When a line of the entries contains the word "listing", report that line.

═══ Extracted material ═══

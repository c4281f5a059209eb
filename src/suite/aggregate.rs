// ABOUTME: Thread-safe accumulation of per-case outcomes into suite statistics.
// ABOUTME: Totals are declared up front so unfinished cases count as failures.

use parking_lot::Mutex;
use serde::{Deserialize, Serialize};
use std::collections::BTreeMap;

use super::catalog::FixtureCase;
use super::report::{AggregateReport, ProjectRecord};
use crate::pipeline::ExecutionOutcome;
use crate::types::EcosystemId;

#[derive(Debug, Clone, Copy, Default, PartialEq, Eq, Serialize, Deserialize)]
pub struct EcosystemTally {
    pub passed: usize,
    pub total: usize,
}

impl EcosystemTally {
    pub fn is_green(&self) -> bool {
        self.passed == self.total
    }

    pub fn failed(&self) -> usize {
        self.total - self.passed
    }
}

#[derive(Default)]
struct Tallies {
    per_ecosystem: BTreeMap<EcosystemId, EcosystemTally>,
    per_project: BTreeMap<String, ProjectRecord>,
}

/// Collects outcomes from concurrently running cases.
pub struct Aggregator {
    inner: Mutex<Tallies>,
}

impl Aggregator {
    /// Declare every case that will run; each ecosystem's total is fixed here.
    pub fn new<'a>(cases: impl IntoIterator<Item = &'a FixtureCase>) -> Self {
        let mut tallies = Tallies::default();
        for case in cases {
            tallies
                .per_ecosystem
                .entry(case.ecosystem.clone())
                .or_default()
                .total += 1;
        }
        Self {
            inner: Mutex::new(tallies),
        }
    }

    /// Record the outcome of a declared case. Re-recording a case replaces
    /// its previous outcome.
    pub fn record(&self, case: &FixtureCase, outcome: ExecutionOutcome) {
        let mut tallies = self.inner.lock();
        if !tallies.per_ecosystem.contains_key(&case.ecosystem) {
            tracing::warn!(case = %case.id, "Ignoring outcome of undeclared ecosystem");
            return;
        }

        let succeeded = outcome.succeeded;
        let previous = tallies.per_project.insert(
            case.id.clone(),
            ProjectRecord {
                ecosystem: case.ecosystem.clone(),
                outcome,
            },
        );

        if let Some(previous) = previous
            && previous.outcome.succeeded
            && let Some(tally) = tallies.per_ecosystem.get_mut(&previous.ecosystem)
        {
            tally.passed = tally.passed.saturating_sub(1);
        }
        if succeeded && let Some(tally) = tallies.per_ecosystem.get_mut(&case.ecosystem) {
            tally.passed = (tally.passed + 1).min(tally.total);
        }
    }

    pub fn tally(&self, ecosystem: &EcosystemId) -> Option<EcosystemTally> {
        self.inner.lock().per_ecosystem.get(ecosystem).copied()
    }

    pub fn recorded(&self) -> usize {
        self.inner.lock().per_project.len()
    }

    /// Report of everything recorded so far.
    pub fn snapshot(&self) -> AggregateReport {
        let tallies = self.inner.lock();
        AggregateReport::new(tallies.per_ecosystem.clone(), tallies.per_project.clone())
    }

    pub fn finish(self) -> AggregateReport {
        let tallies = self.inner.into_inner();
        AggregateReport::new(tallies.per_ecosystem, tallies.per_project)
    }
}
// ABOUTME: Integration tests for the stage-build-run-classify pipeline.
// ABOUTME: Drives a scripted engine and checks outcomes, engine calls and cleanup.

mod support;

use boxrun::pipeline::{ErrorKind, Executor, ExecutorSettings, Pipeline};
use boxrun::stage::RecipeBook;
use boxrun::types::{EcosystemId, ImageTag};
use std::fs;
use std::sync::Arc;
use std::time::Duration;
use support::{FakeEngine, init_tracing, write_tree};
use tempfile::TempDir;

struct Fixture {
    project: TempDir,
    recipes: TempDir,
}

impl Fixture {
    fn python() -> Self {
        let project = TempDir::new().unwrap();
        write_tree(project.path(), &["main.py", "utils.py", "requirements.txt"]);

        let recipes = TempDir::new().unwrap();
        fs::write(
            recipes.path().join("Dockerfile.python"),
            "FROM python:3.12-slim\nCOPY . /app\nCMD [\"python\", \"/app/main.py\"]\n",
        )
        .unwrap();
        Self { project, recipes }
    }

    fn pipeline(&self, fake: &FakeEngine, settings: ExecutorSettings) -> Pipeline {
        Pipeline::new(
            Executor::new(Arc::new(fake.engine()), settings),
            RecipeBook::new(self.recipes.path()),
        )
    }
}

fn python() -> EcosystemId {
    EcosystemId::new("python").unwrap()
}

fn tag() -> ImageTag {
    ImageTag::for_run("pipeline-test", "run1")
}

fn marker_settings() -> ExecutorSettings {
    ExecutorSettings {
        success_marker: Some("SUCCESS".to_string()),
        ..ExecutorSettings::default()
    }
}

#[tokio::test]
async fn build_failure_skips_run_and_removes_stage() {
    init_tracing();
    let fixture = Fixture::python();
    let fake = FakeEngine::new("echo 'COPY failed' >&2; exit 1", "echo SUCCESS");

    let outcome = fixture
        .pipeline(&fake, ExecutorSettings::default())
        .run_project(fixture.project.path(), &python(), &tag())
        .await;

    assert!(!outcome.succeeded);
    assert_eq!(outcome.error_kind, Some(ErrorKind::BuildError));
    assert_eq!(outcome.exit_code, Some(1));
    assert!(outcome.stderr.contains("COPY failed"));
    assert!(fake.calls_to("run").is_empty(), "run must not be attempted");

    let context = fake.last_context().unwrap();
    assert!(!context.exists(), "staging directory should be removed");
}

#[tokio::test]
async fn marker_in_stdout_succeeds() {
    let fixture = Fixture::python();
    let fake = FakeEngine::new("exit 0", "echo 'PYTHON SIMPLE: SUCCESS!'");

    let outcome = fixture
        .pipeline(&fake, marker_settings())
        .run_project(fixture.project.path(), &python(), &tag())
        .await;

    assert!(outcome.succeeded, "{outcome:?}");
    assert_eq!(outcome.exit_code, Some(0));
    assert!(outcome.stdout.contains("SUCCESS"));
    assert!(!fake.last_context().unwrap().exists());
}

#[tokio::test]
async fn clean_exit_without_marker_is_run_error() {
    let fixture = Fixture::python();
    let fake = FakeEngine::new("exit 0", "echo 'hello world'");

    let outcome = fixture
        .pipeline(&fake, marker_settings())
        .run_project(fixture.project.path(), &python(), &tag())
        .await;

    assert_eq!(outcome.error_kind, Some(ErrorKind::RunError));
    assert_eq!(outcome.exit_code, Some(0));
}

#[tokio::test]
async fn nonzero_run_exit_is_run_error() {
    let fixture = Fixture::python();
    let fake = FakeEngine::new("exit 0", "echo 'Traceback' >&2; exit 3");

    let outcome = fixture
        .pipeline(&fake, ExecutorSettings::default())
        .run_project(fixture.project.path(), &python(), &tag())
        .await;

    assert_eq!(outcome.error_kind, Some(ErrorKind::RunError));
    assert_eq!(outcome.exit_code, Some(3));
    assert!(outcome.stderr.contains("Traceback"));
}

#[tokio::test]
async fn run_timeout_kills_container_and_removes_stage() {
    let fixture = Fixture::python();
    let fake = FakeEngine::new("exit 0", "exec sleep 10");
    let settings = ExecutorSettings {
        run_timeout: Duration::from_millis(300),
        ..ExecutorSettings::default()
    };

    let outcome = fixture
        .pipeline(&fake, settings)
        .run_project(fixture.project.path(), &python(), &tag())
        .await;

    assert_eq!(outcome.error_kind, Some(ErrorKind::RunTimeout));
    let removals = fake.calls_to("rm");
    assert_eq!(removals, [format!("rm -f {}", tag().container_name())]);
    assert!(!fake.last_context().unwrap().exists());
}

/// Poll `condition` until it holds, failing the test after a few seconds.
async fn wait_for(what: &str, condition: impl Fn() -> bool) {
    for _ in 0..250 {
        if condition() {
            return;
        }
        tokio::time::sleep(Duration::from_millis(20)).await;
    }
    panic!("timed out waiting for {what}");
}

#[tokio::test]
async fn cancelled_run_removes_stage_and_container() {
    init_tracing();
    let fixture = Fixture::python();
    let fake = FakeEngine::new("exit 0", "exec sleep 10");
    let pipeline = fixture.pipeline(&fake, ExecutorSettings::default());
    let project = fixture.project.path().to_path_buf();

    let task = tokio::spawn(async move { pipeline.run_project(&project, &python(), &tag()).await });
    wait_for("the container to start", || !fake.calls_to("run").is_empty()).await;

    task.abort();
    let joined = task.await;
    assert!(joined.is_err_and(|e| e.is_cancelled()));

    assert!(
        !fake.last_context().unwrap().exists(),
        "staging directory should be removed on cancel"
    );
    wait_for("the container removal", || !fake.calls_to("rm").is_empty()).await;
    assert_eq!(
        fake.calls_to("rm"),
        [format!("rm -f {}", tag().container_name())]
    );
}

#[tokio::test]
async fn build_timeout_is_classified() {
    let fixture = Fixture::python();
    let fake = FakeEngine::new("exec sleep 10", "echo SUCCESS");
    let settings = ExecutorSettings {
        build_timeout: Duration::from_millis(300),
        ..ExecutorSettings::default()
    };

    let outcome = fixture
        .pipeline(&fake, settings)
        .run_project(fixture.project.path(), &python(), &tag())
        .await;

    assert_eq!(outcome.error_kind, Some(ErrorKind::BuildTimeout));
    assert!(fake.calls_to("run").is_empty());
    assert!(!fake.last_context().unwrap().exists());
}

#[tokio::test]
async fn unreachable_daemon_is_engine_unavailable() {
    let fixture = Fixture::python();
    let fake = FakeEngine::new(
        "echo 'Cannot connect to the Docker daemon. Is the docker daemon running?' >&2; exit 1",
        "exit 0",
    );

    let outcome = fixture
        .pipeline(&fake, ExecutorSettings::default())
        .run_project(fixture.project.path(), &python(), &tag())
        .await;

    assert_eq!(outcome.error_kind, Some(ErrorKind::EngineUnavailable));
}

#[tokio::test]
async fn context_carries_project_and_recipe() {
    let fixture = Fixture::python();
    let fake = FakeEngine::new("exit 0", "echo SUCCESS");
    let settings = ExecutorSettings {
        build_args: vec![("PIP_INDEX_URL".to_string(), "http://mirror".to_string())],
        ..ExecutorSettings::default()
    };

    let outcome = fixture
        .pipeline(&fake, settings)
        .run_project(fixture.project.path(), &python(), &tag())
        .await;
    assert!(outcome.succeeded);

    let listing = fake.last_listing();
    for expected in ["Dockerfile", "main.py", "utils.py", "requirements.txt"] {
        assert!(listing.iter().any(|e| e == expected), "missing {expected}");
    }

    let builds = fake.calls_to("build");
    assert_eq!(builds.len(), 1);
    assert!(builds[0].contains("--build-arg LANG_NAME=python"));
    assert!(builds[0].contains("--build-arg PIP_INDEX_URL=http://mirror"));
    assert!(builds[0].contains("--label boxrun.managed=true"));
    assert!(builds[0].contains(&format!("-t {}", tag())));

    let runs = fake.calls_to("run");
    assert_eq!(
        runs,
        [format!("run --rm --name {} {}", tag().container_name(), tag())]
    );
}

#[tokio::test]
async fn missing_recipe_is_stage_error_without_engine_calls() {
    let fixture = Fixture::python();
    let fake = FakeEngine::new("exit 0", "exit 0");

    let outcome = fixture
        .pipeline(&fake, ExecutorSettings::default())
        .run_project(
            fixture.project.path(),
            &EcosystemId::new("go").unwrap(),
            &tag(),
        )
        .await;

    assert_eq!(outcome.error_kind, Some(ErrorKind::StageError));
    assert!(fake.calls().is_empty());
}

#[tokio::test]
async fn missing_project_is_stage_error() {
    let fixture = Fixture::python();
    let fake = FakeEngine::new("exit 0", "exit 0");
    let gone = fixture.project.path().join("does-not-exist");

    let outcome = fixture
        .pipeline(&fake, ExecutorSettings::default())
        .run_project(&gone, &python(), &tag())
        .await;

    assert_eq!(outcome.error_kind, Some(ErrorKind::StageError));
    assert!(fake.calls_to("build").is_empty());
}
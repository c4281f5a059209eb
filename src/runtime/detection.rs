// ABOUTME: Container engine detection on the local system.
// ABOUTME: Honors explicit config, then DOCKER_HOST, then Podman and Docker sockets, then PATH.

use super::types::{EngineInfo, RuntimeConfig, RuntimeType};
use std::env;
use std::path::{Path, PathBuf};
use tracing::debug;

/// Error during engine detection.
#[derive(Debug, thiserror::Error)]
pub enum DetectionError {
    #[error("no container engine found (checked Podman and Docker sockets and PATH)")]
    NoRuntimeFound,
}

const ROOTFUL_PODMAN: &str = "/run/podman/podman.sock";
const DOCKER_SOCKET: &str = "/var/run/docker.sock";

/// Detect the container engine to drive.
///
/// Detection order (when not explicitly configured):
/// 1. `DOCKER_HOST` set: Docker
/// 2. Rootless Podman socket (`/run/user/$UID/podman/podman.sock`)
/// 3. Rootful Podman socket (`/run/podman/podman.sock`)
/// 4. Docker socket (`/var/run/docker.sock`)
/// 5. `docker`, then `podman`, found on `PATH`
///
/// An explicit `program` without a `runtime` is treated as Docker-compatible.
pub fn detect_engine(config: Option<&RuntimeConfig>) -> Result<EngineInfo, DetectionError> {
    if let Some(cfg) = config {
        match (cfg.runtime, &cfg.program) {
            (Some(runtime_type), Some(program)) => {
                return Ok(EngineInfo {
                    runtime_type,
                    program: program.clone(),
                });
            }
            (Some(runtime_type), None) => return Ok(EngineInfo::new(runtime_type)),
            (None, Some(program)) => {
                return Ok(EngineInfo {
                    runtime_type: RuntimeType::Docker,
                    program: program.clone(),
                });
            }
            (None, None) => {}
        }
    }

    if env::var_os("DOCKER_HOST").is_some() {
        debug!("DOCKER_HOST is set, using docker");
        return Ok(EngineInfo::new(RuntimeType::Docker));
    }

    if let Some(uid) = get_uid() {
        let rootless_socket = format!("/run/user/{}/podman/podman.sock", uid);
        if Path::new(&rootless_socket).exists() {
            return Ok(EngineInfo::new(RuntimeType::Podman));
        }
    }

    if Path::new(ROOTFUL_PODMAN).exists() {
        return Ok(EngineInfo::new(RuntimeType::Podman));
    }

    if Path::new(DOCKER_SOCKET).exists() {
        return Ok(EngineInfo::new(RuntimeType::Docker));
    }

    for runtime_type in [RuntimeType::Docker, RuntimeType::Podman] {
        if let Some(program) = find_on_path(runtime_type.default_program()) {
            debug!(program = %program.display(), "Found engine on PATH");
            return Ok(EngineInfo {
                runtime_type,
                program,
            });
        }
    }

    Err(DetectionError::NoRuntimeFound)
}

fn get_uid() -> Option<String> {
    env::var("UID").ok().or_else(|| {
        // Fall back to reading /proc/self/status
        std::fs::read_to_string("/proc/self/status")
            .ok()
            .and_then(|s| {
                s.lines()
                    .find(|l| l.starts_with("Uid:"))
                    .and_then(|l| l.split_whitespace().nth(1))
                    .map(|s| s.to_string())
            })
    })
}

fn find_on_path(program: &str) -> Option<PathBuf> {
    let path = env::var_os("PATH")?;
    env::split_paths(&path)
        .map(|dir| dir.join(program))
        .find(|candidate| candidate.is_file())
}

═══

▶ _Result for this task_
    let listing = fake.last_listing();
        assert!(listing.iter().any(|e| e == expected), "missing {expected}");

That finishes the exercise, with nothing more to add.